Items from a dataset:
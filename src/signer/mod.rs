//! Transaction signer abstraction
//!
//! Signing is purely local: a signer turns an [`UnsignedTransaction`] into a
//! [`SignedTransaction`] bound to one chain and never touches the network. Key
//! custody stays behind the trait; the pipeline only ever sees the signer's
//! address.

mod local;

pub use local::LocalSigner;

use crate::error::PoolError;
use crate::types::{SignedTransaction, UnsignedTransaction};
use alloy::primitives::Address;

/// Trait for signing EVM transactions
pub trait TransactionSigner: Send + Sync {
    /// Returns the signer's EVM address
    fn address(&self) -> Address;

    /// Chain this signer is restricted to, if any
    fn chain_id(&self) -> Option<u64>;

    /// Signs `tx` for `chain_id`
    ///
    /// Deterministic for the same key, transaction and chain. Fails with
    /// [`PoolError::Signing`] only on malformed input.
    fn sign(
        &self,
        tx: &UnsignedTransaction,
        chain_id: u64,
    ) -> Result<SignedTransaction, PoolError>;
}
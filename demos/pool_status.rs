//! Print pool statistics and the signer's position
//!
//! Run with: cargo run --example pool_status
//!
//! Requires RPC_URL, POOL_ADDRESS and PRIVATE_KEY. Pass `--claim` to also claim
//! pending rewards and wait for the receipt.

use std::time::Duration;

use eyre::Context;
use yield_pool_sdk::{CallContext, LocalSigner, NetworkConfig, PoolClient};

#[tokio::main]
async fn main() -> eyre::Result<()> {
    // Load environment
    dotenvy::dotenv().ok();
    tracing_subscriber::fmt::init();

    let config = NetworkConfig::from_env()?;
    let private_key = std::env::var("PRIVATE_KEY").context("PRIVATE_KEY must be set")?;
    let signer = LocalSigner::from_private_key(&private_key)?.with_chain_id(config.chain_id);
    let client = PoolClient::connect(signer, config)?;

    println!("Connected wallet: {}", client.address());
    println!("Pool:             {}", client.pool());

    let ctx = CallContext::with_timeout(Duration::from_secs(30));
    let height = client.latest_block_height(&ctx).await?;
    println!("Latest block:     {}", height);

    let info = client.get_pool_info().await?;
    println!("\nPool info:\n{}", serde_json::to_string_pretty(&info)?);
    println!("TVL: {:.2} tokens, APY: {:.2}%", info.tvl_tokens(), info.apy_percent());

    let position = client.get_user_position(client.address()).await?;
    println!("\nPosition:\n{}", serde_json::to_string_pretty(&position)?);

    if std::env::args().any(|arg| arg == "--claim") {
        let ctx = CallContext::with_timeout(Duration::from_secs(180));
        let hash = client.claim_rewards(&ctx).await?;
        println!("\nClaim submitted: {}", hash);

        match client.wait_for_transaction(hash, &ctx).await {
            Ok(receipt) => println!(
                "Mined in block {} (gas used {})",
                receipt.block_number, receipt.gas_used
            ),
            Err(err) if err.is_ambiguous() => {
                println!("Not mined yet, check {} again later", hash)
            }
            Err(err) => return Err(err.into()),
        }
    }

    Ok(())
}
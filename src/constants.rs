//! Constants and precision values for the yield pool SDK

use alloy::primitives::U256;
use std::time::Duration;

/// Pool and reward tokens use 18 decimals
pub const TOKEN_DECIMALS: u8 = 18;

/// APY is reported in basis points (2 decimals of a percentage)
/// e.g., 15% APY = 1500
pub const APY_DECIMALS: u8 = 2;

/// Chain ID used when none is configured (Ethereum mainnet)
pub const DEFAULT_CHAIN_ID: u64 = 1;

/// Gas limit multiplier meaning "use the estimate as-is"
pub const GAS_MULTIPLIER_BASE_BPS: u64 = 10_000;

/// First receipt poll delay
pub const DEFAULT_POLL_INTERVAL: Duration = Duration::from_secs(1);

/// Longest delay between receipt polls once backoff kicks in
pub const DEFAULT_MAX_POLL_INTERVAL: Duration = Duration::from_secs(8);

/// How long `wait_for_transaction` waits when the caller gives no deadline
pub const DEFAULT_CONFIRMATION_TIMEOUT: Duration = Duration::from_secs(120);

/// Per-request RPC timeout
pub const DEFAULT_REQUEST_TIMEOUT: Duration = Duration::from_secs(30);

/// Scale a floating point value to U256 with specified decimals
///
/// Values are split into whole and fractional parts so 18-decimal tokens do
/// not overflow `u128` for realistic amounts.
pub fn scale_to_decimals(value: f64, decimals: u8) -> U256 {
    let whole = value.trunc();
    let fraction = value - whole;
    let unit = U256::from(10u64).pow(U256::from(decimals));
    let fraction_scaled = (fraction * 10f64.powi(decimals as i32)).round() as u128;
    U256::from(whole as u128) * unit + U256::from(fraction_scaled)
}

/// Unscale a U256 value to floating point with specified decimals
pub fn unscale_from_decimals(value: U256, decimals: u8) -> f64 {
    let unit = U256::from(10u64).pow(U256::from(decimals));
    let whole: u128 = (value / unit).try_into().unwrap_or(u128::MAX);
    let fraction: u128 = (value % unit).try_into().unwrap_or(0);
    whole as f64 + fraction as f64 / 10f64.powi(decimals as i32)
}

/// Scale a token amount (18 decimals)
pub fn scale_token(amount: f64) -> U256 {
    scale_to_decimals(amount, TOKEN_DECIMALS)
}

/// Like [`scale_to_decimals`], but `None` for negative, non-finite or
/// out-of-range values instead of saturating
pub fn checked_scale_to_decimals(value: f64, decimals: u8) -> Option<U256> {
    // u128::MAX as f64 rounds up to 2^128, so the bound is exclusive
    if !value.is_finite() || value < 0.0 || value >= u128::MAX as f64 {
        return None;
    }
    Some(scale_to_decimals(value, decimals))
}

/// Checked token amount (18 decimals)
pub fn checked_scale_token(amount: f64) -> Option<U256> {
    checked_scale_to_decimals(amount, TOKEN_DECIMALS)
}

### DIRECTIONS FOR THIS TASK:
Lines before the one containing "return None;" are left out. Repeat that line and all lines after it in the records above exactly.

### EXERCISE SOLUTION:
        return None;
    }
    Some(scale_to_decimals(value, decimals))
}

/// Checked token amount (18 decimals)
pub fn checked_scale_token(amount: f64) -> Option<U256> {
    checked_scale_to_decimals(amount, TOKEN_DECIMALS)
}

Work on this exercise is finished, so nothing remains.